Task inputs.

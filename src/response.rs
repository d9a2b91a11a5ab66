//! Standard JSON response envelope.
//!
//! Every endpoint, success or failure, answers with the same shape:
//!
//! ```json
//! {
//!   "success": true,
//!   "message": "Games retrieved successfully",
//!   "data": [...],
//!   "count": 3,
//!   "timestamp": "2026-08-28T12:00:00Z"
//! }
//! ```
//!
//! `data`, `count` and `errors` are omitted when not applicable. Failures
//! set `success: false` and carry a list of specific `errors` where the
//! gate that rejected the request can name them (validation produces
//! per-field messages, rate limiting produces a retry hint).

use axum::Json;
use axum::http::StatusCode;
use axum::response::{IntoResponse, Response};
use chrono::{DateTime, Utc};
use serde::Serialize;

/// Uniform response envelope used by all handlers and middleware gates.
#[derive(Debug, Serialize)]
pub struct ApiResponse {
    /// Whether the operation succeeded
    pub success: bool,
    /// Human-readable summary of the outcome
    pub message: String,
    /// Payload for successful operations
    #[serde(skip_serializing_if = "Option::is_none")]
    pub data: Option<serde_json::Value>,
    /// Element count for list results
    #[serde(skip_serializing_if = "Option::is_none")]
    pub count: Option<usize>,
    /// Specific error descriptions on failure
    #[serde(skip_serializing_if = "Option::is_none")]
    pub errors: Option<Vec<String>>,
    /// When the response was produced
    pub timestamp: DateTime<Utc>,
}

impl ApiResponse {
    /// Build a success envelope with a message and no payload.
    pub fn ok(message: impl Into<String>) -> Self {
        Self {
            success: true,
            message: message.into(),
            data: None,
            count: None,
            errors: None,
            timestamp: Utc::now(),
        }
    }

    /// Build a failure envelope with a message and no error list.
    pub fn error(message: impl Into<String>) -> Self {
        Self {
            success: false,
            message: message.into(),
            data: None,
            count: None,
            errors: None,
            timestamp: Utc::now(),
        }
    }

    /// Attach a serializable payload.
    ///
    /// Serialization of response DTOs is infallible in practice; if it
    /// ever fails the payload degrades to JSON `null` rather than
    /// aborting the response.
    pub fn with_data<T: Serialize>(mut self, data: &T) -> Self {
        self.data = Some(serde_json::to_value(data).unwrap_or(serde_json::Value::Null));
        self
    }

    /// Attach an element count (list results).
    pub fn with_count(mut self, count: usize) -> Self {
        self.count = Some(count);
        self
    }

    /// Attach specific error descriptions.
    pub fn with_errors(mut self, errors: Vec<String>) -> Self {
        if !errors.is_empty() {
            self.errors = Some(errors);
        }
        self
    }

    /// Render this envelope with the given status code.
    pub fn into_response_with_status(self, status: StatusCode) -> Response {
        (status, Json(self)).into_response()
    }
}
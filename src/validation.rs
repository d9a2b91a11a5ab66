//! Input validation and sanitization for request payloads.
//!
//! Two distinct operations with different guarantees:
//!
//! - [`validate_payload`] is the authoritative gate: it rejects payloads
//!   whose string fields match injection/XSS-indicative patterns, exceed
//!   the per-field length cap, or whose numeric fields fall outside the
//!   configured bounds. Rejection is reported per field.
//! - [`sanitize_payload`] is a best-effort transform that strips
//!   dangerous substrings from string fields. It is NOT a security
//!   boundary; routes that need strict rejection rely on validation.
//!
//! Pattern matching is case-insensitive and intentionally coarse: the
//! goal is to refuse clearly hostile input early, not to parse SQL.

use std::sync::LazyLock;

use regex::Regex;
use serde_json::Value;

// =============================================================================
// Validation Constants
// =============================================================================

/// Maximum length for any string-valued payload field.
pub const MAX_STRING_LENGTH: usize = 500;

/// Maximum serialized payload size accepted by the validator (10 KB).
///
/// This is independent of the outer HTTP body ceiling; it bounds the
/// JSON document a handler will ever see.
pub const MAX_PAYLOAD_BYTES: usize = 10 * 1024;

/// SQL-injection-indicative patterns, matched case-insensitively.
static SQL_INJECTION_PATTERNS: LazyLock<Vec<Regex>> = LazyLock::new(|| {
    compile(&[
        r"(?i)\b(SELECT|INSERT|UPDATE|DELETE|DROP|CREATE|ALTER|EXEC|UNION)\b",
        r"(?i)\b(OR|AND)\s+\d+\s*=\s*\d+",
        r"(--|#|/\*|\*/)",
        r"(?i)\b(SCRIPT|JAVASCRIPT|VBSCRIPT)\b",
        r"(<|>|&lt;|&gt;)",
    ])
});

/// XSS-indicative patterns, matched case-insensitively.
static XSS_PATTERNS: LazyLock<Vec<Regex>> = LazyLock::new(|| {
    compile(&[
        r"(?i)<\s*script[^>]*>",
        r"(?i)javascript\s*:",
        r"(?i)\bon\w+\s*=",
        r"(?i)<\s*iframe[^>]*>",
        r"(?i)<\s*object[^>]*>",
        r"(?i)<\s*embed[^>]*>",
    ])
});

/// Substrings removed by the sanitizer.
static SANITIZE_STRIP: LazyLock<Vec<Regex>> = LazyLock::new(|| {
    compile(&[r#"[<>&"']"#, r"(?i)javascript\s*:", r"(?i)\bon\w+\s*="])
});

/// Compile a fixed list of pattern literals.
///
/// The literals above are known-valid; `filter_map` keeps this free of
/// panicking paths under the crate-wide unwrap lint.
fn compile(patterns: &[&str]) -> Vec<Regex> {
    patterns.iter().filter_map(|p| Regex::new(p).ok()).collect()
}

/// A numeric bound applied to a named payload field when present.
#[derive(Debug, Clone, Copy)]
pub struct NumericRule {
    pub field: &'static str,
    pub min: Option<f64>,
    pub max: Option<f64>,
}

/// Numeric rules for game payloads: price in [0, 9999.99], rating in
/// [0, 10], developer links must be positive identifiers.
pub fn game_numeric_rules() -> &'static [NumericRule] {
    const RULES: [NumericRule; 3] = [
        NumericRule {
            field: "price",
            min: Some(0.0),
            max: Some(9999.99),
        },
        NumericRule {
            field: "rating",
            min: Some(0.0),
            max: Some(10.0),
        },
        NumericRule {
            field: "developer_id",
            min: Some(1.0),
            max: None,
        },
    ];
    &RULES
}

/// Numeric rules for developer payloads.
pub fn developer_numeric_rules() -> &'static [NumericRule] {
    const RULES: [NumericRule; 1] = [NumericRule {
        field: "founded_year",
        min: Some(1950.0),
        max: Some(2100.0),
    }];
    &RULES
}

// =============================================================================
// Validation
// =============================================================================

/// Validate a single string field. Returns the list of violations
/// (empty when the value is acceptable).
pub fn validate_string(value: &str, field_name: &str) -> Vec<String> {
    let mut errors = Vec::new();

    if value.chars().count() > MAX_STRING_LENGTH {
        errors.push(format!(
            "{field_name} cannot exceed {MAX_STRING_LENGTH} characters"
        ));
    }

    if SQL_INJECTION_PATTERNS.iter().any(|p| p.is_match(value)) {
        errors.push(format!("Suspicious content detected in {field_name}"));
    }

    if XSS_PATTERNS.iter().any(|p| p.is_match(value)) {
        errors.push(format!(
            "Potentially dangerous content detected in {field_name}"
        ));
    }

    errors
}

/// Validate a numeric field against optional inclusive bounds.
pub fn validate_number(
    value: f64,
    field_name: &str,
    min: Option<f64>,
    max: Option<f64>,
) -> Vec<String> {
    let mut errors = Vec::new();

    if !value.is_finite() {
        errors.push(format!("{field_name} must be a valid number"));
        return errors;
    }

    if let Some(min) = min
        && value < min
    {
        errors.push(format!("{field_name} must be greater than or equal to {min}"));
    }

    if let Some(max) = max
        && value > max
    {
        errors.push(format!("{field_name} must be less than or equal to {max}"));
    }

    errors
}

/// Validate a full JSON payload.
///
/// Checks, in order:
/// 1. The payload is a JSON object.
/// 2. The serialized payload is within [`MAX_PAYLOAD_BYTES`].
/// 3. Every string-valued field passes [`validate_string`].
/// 4. Every field named by a [`NumericRule`] is a number within bounds.
///
/// All violations are collected; the caller receives the complete list,
/// not just the first.
pub fn validate_payload(payload: &Value, rules: &[NumericRule]) -> Result<(), Vec<String>> {
    let Some(object) = payload.as_object() else {
        return Err(vec!["Payload must be a JSON object".to_string()]);
    };

    let mut errors = Vec::new();

    let serialized_len = payload.to_string().len();
    if serialized_len > MAX_PAYLOAD_BYTES {
        errors.push(format!(
            "Payload too large (maximum {MAX_PAYLOAD_BYTES} bytes, got {serialized_len})"
        ));
    }

    for (key, value) in object {
        if let Some(text) = value.as_str() {
            errors.extend(validate_string(text, key));
        }
    }

    for rule in rules {
        let Some(value) = object.get(rule.field) else {
            continue;
        };
        if value.is_null() {
            continue;
        }
        match value.as_f64() {
            Some(number) => {
                errors.extend(validate_number(number, rule.field, rule.min, rule.max));
            }
            // Prices may arrive as decimal strings; parse before judging
            None => match value.as_str().and_then(|s| s.parse::<f64>().ok()) {
                Some(number) => {
                    errors.extend(validate_number(number, rule.field, rule.min, rule.max));
                }
                None => errors.push(format!("{} must be a valid number", rule.field)),
            },
        }
    }

    if errors.is_empty() { Ok(()) } else { Err(errors) }
}

// =============================================================================
// Sanitization
// =============================================================================

/// Strip dangerous substrings from a string value.
///
/// Removes angle brackets, ampersands and quotes, `javascript:` schemes
/// and inline event-handler assignments, then trims whitespace. The
/// transform is applied repeatedly until a fixpoint so that removal
/// cannot splice a new dangerous substring together; this makes
/// `sanitize_string(sanitize_string(x)) == sanitize_string(x)` hold for
/// every input.
pub fn sanitize_string(value: &str) -> String {
    let mut current = value.to_string();
    loop {
        let mut next = current.clone();
        for pattern in SANITIZE_STRIP.iter() {
            next = pattern.replace_all(&next, "").into_owned();
        }
        let next = next.trim().to_string();
        if next == current {
            return next;
        }
        current = next;
    }
}

/// Sanitize every string field of a JSON payload.
///
/// Pure: returns a new payload, leaving the input untouched. Non-string
/// and nested values pass through unchanged (payloads are flat objects
/// in this API).
pub fn sanitize_payload(payload: &Value) -> Value {
    match payload {
        Value::Object(map) => {
            let sanitized = map
                .iter()
                .map(|(key, value)| {
                    let new_value = match value.as_str() {
                        Some(text) => Value::String(sanitize_string(text)),
                        None => value.clone(),
                    };
                    (key.clone(), new_value)
                })
                .collect();
            Value::Object(sanitized)
        }
        other => other.clone(),
    }
}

Requirement. The entries above hold the needed span. Transcribe exactly the lines from the one with "return next;" to the one with "are flat objects", both included.

Response area.
            return next;
        }
        current = next;
    }
}

/// Sanitize every string field of a JSON payload.
///
/// Pure: returns a new payload, leaving the input untouched. Non-string
/// and nested values pass through unchanged (payloads are flat objects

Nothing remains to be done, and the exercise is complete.